Where does the word "VirtualClock" occur in the data below? Copy each line that holds it.

----------------------------------------

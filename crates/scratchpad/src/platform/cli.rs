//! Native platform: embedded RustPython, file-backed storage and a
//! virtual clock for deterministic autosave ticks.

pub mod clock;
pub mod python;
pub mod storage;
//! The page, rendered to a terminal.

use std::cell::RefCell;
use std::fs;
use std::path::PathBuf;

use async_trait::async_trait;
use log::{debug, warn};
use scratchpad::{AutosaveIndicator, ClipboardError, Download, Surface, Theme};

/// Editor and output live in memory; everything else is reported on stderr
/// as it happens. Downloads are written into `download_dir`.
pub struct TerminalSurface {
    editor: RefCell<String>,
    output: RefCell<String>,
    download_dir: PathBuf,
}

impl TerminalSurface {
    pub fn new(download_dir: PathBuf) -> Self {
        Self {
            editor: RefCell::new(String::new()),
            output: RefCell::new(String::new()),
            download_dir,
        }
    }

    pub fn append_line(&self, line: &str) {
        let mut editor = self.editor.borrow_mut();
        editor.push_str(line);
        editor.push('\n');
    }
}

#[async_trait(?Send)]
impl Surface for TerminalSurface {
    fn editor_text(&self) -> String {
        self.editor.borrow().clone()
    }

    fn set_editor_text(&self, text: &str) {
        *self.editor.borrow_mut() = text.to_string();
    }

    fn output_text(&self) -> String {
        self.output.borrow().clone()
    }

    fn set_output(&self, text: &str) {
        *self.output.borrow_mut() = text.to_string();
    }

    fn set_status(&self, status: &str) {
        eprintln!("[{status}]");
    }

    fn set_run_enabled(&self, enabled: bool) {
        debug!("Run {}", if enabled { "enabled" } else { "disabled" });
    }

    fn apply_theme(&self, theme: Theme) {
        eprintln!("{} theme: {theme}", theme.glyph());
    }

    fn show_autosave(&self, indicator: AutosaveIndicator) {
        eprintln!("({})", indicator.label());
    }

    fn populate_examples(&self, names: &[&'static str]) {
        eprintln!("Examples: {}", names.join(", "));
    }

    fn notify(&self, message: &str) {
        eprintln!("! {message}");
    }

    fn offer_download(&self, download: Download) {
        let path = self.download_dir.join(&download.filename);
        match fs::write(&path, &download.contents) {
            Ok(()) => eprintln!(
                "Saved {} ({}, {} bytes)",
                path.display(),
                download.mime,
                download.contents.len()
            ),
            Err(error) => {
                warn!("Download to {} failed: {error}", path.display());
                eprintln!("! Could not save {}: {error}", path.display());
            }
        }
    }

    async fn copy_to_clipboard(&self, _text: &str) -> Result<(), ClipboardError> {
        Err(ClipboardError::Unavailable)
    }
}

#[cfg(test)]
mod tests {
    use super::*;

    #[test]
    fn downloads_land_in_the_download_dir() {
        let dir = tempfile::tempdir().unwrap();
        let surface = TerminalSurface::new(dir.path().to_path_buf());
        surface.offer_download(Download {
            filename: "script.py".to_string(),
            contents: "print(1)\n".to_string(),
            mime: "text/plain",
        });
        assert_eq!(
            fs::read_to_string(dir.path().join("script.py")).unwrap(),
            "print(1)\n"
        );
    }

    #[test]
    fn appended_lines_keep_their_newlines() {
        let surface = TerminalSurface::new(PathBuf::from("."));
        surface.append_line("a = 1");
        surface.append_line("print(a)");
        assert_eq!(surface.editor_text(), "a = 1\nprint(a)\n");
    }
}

----------------------------------------

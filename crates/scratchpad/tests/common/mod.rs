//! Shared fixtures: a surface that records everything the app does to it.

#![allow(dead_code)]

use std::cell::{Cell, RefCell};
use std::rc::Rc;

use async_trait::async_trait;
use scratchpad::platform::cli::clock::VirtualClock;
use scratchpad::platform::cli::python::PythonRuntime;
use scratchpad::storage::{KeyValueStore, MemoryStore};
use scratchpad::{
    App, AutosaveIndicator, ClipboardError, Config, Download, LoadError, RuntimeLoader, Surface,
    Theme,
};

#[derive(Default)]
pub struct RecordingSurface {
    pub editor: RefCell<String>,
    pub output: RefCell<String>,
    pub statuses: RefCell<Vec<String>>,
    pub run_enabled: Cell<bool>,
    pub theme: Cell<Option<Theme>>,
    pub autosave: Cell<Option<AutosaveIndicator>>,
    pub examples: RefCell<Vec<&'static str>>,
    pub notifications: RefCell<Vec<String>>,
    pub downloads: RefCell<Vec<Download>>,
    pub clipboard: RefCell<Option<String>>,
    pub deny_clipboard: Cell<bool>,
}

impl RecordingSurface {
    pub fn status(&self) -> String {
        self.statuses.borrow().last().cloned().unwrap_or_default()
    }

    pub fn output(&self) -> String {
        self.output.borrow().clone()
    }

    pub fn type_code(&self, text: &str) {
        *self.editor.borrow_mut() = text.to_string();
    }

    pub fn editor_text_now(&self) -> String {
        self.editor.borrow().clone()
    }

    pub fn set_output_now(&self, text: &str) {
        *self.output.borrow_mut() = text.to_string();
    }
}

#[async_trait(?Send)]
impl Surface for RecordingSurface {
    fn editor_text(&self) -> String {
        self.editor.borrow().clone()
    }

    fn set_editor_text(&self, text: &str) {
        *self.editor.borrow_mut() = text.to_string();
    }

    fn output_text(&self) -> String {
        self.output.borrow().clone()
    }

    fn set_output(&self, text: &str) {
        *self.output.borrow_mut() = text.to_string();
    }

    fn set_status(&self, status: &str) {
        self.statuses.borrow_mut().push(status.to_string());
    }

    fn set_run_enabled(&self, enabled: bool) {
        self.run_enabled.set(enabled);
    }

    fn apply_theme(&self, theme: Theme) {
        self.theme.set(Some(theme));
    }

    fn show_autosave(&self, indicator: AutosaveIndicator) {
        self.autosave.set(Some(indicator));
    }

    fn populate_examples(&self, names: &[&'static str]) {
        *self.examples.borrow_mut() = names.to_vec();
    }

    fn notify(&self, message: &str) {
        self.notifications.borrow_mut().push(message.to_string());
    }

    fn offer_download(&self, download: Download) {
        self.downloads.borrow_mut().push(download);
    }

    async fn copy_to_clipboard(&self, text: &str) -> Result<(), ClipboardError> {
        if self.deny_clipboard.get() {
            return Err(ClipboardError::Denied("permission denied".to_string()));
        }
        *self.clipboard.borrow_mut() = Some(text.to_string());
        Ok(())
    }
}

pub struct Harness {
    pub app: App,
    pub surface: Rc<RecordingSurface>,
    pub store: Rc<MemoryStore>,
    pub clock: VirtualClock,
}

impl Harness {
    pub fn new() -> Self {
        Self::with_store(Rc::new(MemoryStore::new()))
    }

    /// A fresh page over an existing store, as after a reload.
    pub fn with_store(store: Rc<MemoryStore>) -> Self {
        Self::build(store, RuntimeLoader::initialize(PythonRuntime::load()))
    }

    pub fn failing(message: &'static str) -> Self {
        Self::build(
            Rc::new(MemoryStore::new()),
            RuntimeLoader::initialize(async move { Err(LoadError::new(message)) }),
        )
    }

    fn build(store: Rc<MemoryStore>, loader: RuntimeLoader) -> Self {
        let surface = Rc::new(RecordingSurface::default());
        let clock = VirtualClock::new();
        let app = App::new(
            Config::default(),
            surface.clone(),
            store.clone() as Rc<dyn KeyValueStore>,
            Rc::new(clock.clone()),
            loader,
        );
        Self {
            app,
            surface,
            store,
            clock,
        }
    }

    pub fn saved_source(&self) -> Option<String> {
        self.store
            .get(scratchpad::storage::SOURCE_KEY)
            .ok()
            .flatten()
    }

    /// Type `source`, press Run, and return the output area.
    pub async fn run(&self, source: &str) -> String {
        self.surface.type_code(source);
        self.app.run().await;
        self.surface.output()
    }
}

----------------------------------------

*Exercise result*:
use scratchpad::platform::cli::clock::VirtualClock;
    pub clock: VirtualClock,
        let clock = VirtualClock::new();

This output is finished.